Register   Thursday, February 09, 2012
Christian School Education Christian School Education  

Getting the Best From Your Tests

Last Updated Mar 26, 2009


Ann Fielden has been a measurement consultant for sixteen years, including thirteen years with Harcourt Brace Educational Measurement. For five years she enjoyed teaching third graders. Since then she has worked with schools and school districts in Idaho, Montana, Utah, Wyoming, Nevada, New Mexico, and Colorado as they developed and implemented new testing programs. Ann now works with all thirteen western states and ACSI with their large-scale testing programs.

Note: the test is now Stanford 10. Contact ACSI for updated test results.

A rite of spring in most ACSI schools is the administration of the Stanford 9 Achievement Tests. Parents, teachers, and administrators anticipate getting the results and seeing the accomplishments indicated by the scores. The investment that schools make, in time and in financial resources, in their achievement testing program should warrant getting as much benefit as possible from efficiently studying their results. As with most private schools, ACSI schools generally expect their numbers to be higher than the national norms and to exceed the normal year-to-year growth in student achievement.
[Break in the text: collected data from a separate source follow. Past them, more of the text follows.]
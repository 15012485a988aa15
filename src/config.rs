//! Configuration module

use std::env;
use std::time::Duration;

/// Application configuration
#[derive(Debug, Clone)]
pub struct Config {
    /// Server bind address
    pub bind_addr: String,

    /// Server port
    pub port: u16,

    /// MQTT broker host
    pub mqtt_host: String,

    /// MQTT broker port
    pub mqtt_port: u16,

    /// Telemetry topic
    pub mqtt_topic: String,

    /// MQTT client identifier
    pub mqtt_client_id: String,

    /// MQTT keep-alive in seconds
    pub mqtt_keep_alive_secs: u64,

    /// First reconnect delay in milliseconds
    pub reconnect_min_ms: u64,

    /// Reconnect delay ceiling in milliseconds
    pub reconnect_max_ms: u64,

    /// Run the telemetry subscriber at all
    pub ingestion_enabled: bool,

    /// Persisted model artifact
    pub model_path: String,

    /// Anomaly probability above which a reading is labelled anomalous
    pub anomaly_threshold: f64,

    /// Drop readings older than the stored one
    pub reject_stale_readings: bool,

    /// Grace period for in-flight requests on shutdown
    pub shutdown_grace_secs: u64,

    /// Environment (development, production)
    pub environment: String,
}

impl Config {
    /// Load configuration from environment variables
    pub fn from_env() -> Self {
        Self {
            bind_addr: env::var("BIND_ADDR")
                .unwrap_or_else(|_| "0.0.0.0".to_string()),

            port: parse_var("PORT", 8100),

            mqtt_host: env::var("MQTT_HOST")
                .unwrap_or_else(|_| "localhost".to_string()),

            mqtt_port: parse_var("MQTT_PORT", 1883),

            mqtt_topic: env::var("MQTT_TOPIC")
                .unwrap_or_else(|_| "factory/semiconductor/sensor".to_string()),

            mqtt_client_id: env::var("MQTT_CLIENT_ID")
                .unwrap_or_else(|_| format!("sensor-anomaly-{}", uuid::Uuid::new_v4().simple())),

            mqtt_keep_alive_secs: parse_var("MQTT_KEEP_ALIVE_SECS", 60),

            reconnect_min_ms: parse_var("MQTT_RECONNECT_MIN_MS", 1_000),

            reconnect_max_ms: parse_var("MQTT_RECONNECT_MAX_MS", 30_000),

            ingestion_enabled: parse_flag("INGESTION_ENABLED", true),

            model_path: env::var("MODEL_PATH")
                .unwrap_or_else(|_| "models/anomaly_forest.json".to_string()),

            anomaly_threshold: parse_var("ANOMALY_THRESHOLD", 0.5),

            reject_stale_readings: parse_flag("REJECT_STALE_READINGS", false),

            shutdown_grace_secs: parse_var("SHUTDOWN_GRACE_SECS", 5),

            environment: env::var("ENVIRONMENT")
                .unwrap_or_else(|_| "development".to_string()),
        }
    }

    /// Check if running in production
    pub fn is_production(&self) -> bool {
        self.environment == "production"
    }

    pub fn keep_alive(&self) -> Duration {
        Duration::from_secs(self.mqtt_keep_alive_secs)
    }

    pub fn shutdown_grace(&self) -> Duration {
        Duration::from_secs(self.shutdown_grace_secs)
    }
}

fn parse_var<T: std::str::FromStr>(key: &str, default: T) -> T {
    parse_or(key, env::var(key).ok().as_deref(), default)
}

fn parse_flag(key: &str, default: bool) -> bool {
    flag_or(key, env::var(key).ok().as_deref(), default)
}

fn parse_or<T: std::str::FromStr>(key: &str, raw: Option<&str>, default: T) -> T {
    let Some(raw) = raw else {
        return default;
    };

    match raw.trim().parse() {
        Ok(value) => value,
        Err(_) => {
            tracing::warn!("{}={:?} is not a valid value, using the default", key, raw);
            default
        }
    }
}

fn flag_or(key: &str, raw: Option<&str>, default: bool) -> bool {
    let Some(raw) = raw else {
        return default;
    };

    match raw.trim().to_ascii_lowercase().as_str() {
        "true" | "1" | "yes" | "on" => true,
        "false" | "0" | "no" | "off" => false,
        _ => {
            tracing::warn!("{}={:?} is not a recognised flag, using {}", key, raw, default);
            default
        }
    }
}

#[cfg(test)]
impl Default for Config {
    fn default() -> Self {
        Self {
            bind_addr: "127.0.0.1".to_string(),
            port: 0,
            mqtt_host: "localhost".to_string(),
            mqtt_port: 1883,
            mqtt_topic: "factory/semiconductor/sensor".to_string(),
            mqtt_client_id: "sensor-anomaly-test".to_string(),
            mqtt_keep_alive_secs: 60,
            reconnect_min_ms: 1_000,
            reconnect_max_ms: 30_000,
            ingestion_enabled: false,
            model_path: "models/anomaly_forest.json".to_string(),
            anomaly_threshold: 0.5,
            reject_stale_readings: false,
            shutdown_grace_secs: 5,
            environment: "test".to_string(),
        }
    }
}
It is challenging for teachers and school administrators to educate parents (and each other) about what the scores mean, and to keep them from overstating the implications of the results. The measurement of normal growth and the measurement of change in excess of normal growth are two different things. This distinction is important if the school is to make the most accurate use of the data.

The Guide for Organizational Planning, published by Harcourt Brace Educational Measurement, addresses this important distinction. The paragraphs below are from that publication, edited for length, and are helpful in assisting teachers and the school staff in interpreting and discussing their achievement test results.
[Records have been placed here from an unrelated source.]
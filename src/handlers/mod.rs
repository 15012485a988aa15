//! HTTP handlers

pub mod health;
pub mod latest;
pub mod predict;
pub mod model;

#[cfg(test)]
mod tests {
    use std::sync::atomic::{AtomicUsize, Ordering};
    use std::sync::Arc;

    use axum::body::Body;
    use axum::http::{header, Request, StatusCode};
    use axum::Router;
    use serde_json::{json, Value};
    use tower::ServiceExt;

    use crate::classifier::{Classification, ClassifyError, Classifier, Features, ModelClassifier, ModelStatus};
    use crate::config::Config;
    use crate::ingestion::{IngestPipeline, IngestionStatus};
    use crate::store::LatestStateStore;
    use crate::{create_router, AppState};

    /// Seed classifier that counts invocations
    struct CountingClassifier {
        inner: ModelClassifier,
        calls: AtomicUsize,
    }

    impl Classifier for CountingClassifier {
        fn classify(&self, features: &Features) -> Result<Classification, ClassifyError> {
            self.calls.fetch_add(1, Ordering::SeqCst);
            self.inner.classify(features)
        }

        fn status(&self) -> Option<ModelStatus> {
            self.inner.status()
        }
    }

    struct Harness {
        app: Router,
        classifier: Arc<CountingClassifier>,
        store: Arc<LatestStateStore>,
        ingestion: Arc<IngestionStatus>,
    }

    impl Harness {
        fn new() -> Self {
            let classifier = Arc::new(CountingClassifier {
                inner: ModelClassifier::seed(0.5).unwrap(),
                calls: AtomicUsize::new(0),
            });
            let store = Arc::new(LatestStateStore::new());
            let ingestion = Arc::new(IngestionStatus::default());

            let state = AppState {
                classifier: classifier.clone(),
                store: Arc::clone(&store),
                ingestion: Arc::clone(&ingestion),
                config: Config::default(),
            };

            Self { app: create_router(state), classifier, store, ingestion }
        }

        fn pipeline(&self) -> IngestPipeline {
            IngestPipeline::new(self.classifier.clone(), Arc::clone(&self.store), false)
        }

        fn calls(&self) -> usize {
            self.classifier.calls.load(Ordering::SeqCst)
        }

        async fn get(&self, uri: &str) -> (StatusCode, Value) {
            let request = Request::builder().uri(uri).body(Body::empty()).unwrap();
            self.send(request).await
        }

        async fn post(&self, uri: &str, body: &str) -> (StatusCode, Value) {
            let request = Request::builder()
                .method("POST")
                .uri(uri)
                .header(header::CONTENT_TYPE, "application/json")
                .body(Body::from(body.to_string()))
                .unwrap();
            self.send(request).await
        }

        async fn send(&self, request: Request<Body>) -> (StatusCode, Value) {
            let response = self.app.clone().oneshot(request).await.unwrap();
            let status = response.status();
            let bytes = axum::body::to_bytes(response.into_body(), usize::MAX).await.unwrap();
            let body = if bytes.is_empty() {
                Value::Null
            } else {
                serde_json::from_slice(&bytes).unwrap()
            };
            (status, body)
        }
    }

    const READING: &str = r#"{"temp": 90.5, "pressure": 131.2, "vibration": 71.0, "current": 18.4,
        "timestamp": "2026-10-19T08:00:00", "is_simulated_anomaly": true}"#;

    #[tokio::test]
    async fn test_latest_unavailable_before_ingestion() {
        let h = Harness::new();

        let request = Request::builder().uri("/api/v1/latest").body(Body::empty()).unwrap();
        let response = h.app.clone().oneshot(request).await.unwrap();
        assert_eq!(response.status(), StatusCode::SERVICE_UNAVAILABLE);
        assert_eq!(response.headers().get(header::RETRY_AFTER).unwrap(), "2");

        let (status, body) = h.get("/api/v1/latest").await;
        assert_eq!(status, StatusCode::SERVICE_UNAVAILABLE);
        assert_eq!(body["status"], 503);
        assert!(body["error"].as_str().unwrap().contains("No sensor data"));
    }

    #[tokio::test]
    async fn test_latest_returns_last_ingested_pair() {
        let h = Harness::new();
        h.pipeline().ingest(READING.as_bytes()).unwrap();

        let (status, body) = h.get("/api/v1/latest").await;
        assert_eq!(status, StatusCode::OK);
        assert_eq!(
            body["sensor"],
            json!({
                "temp": 90.5, "pressure": 131.2, "vibration": 71.0, "current": 18.4,
                "timestamp": "2026-10-19T08:00:00", "is_simulated_anomaly": true
            })
        );
        assert_eq!(body["prediction"]["label"], "anomalous");
        assert_eq!(body["prediction"]["timestamp"], "2026-10-19T08:00:00");
        assert_eq!(body["cycle"], 1);
    }

    #[tokio::test]
    async fn test_predict_anomalous_reading() {
        let h = Harness::new();

        let (status, body) = h
            .post("/api/v1/predict", r#"{"temp": 90, "pressure": 130, "vibration": 70, "current": 18}"#)
            .await;

        assert_eq!(status, StatusCode::OK);
        assert_eq!(body["prediction"], 1);
        assert!(body["confidence"].as_f64().unwrap() > 0.5);
    }

    #[tokio::test]
    async fn test_predict_normal_reading_on_legacy_path() {
        let h = Harness::new();

        let (status, body) = h
            .post("/predict", r#"{"temp": 75, "pressure": 100, "vibration": 45, "current": 12}"#)
            .await;

        assert_eq!(status, StatusCode::OK);
        assert_eq!(body["prediction"], 0);
    }

    #[tokio::test]
    async fn test_predict_does_not_touch_store() {
        let h = Harness::new();

        h.post("/api/v1/predict", r#"{"temp": 90, "pressure": 130, "vibration": 70, "current": 18}"#)
            .await;

        assert!(!h.store.has_received_data());
        let (status, _) = h.get("/api/v1/latest").await;
        assert_eq!(status, StatusCode::SERVICE_UNAVAILABLE);
    }

    #[tokio::test]
    async fn test_predict_rejects_missing_field_without_classifying() {
        let h = Harness::new();

        let (status, body) = h
            .post("/api/v1/predict", r#"{"temp": 90, "pressure": 130, "vibration": 70}"#)
            .await;

        assert_eq!(status, StatusCode::BAD_REQUEST);
        assert!(body["error"].as_str().unwrap().contains("current"));
        assert_eq!(h.calls(), 0);
    }

    #[tokio::test]
    async fn test_predict_rejects_malformed_bodies() {
        let h = Harness::new();

        let (status, _) = h
            .post("/api/v1/predict", r#"{"temp": "hot", "pressure": 130, "vibration": 70, "current": 18}"#)
            .await;
        assert_eq!(status, StatusCode::BAD_REQUEST);

        let (status, _) = h.post("/api/v1/predict", "temp=90").await;
        assert_eq!(status, StatusCode::BAD_REQUEST);

        let request = Request::builder()
            .method("POST")
            .uri("/api/v1/predict")
            .body(Body::from(r#"{"temp": 90, "pressure": 130, "vibration": 70, "current": 18}"#))
            .unwrap();
        let (status, _) = h.send(request).await;
        assert_eq!(status, StatusCode::BAD_REQUEST);

        assert_eq!(h.calls(), 0);
    }

    #[tokio::test]
    async fn test_concurrent_predictions_are_independent() {
        let h = Arc::new(Harness::new());

        let tasks: Vec<_> = (0..32)
            .map(|i| {
                let h = Arc::clone(&h);
                tokio::spawn(async move {
                    let anomalous = i % 2 == 0;
                    let body = if anomalous {
                        r#"{"temp": 90, "pressure": 130, "vibration": 70, "current": 18}"#
                    } else {
                        r#"{"temp": 75, "pressure": 100, "vibration": 45, "current": 12}"#
                    };
                    let (status, json) = h.post("/api/v1/predict", body).await;
                    assert_eq!(status, StatusCode::OK);
                    assert_eq!(json["prediction"], u8::from(anomalous));
                })
            })
            .collect();

        for task in tasks {
            task.await.unwrap();
        }
        assert_eq!(h.calls(), 32);
    }

    #[tokio::test]
    async fn test_health_tracks_first_ingestion() {
        let h = Harness::new();

        let (status, body) = h.get("/health").await;
        assert_eq!(status, StatusCode::OK);
        assert_eq!(body["status"], "ok");
        assert_eq!(body["alive"], true);
        assert_eq!(body["has_received_data"], false);
        assert_eq!(body["mqtt_connected"], false);

        h.ingestion.set_connected(true);
        h.pipeline().ingest(READING.as_bytes()).unwrap();

        let (_, body) = h.get("/health").await;
        assert_eq!(body["has_received_data"], true);
        assert_eq!(body["mqtt_connected"], true);
        assert_eq!(body["broker_connected"], true);

        // Broker drops and a later message is garbage: the flag stays set
        h.ingestion.set_connected(false);
        assert!(h.pipeline().ingest(b"garbage").is_err());

        let (_, body) = h.get("/health").await;
        assert_eq!(body["has_received_data"], true);
        assert_eq!(body["mqtt_connected"], true);
        assert_eq!(body["broker_connected"], false);
        assert_eq!(body["ingestion_cycles"], 1);
    }

    #[tokio::test]
    async fn test_model_status() {
        let h = Harness::new();
        h.post("/api/v1/predict", r#"{"temp": 75, "pressure": 100, "vibration": 45, "current": 12}"#)
            .await;

        let (status, body) = h.get("/api/v1/model").await;
        assert_eq!(status, StatusCode::OK);
        assert_eq!(body["source"], "seed");
        assert_eq!(body["n_trees"], 10);
        assert_eq!(body["inference_count"], 1);
        assert!(body["feature_importances"]["pressure"].is_number());
    }
}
ACSI-Member School Students

Grade Above National Average
K 7 Months
1 7 Months
2 10 Months
3 1 Year
4 1 Year, 7 Months
5 1 Year, 9 Months
6 2 Years, 5 Months
7 2 Years, 5 Months
8 3 Years, 6 Months
9 3 Years, 4 Months
10 2 Years, 4 Months
11 1 Year, 4 Months
12 4 Months
Stanford 9, Spring 1997
Christian School Education

 

Measuring Growth in Achievement

On the surface, the measurement of change seems deceptively simple: to assess how students have progressed from one point in time to another. However, the interpretation of change becomes more complicated. It is subject to some of the same problems as measuring what a student or class knows at any given time. In addition, the measurement of change gives rise to a unique set of problems that an administrator should be aware of and share with his or her staff.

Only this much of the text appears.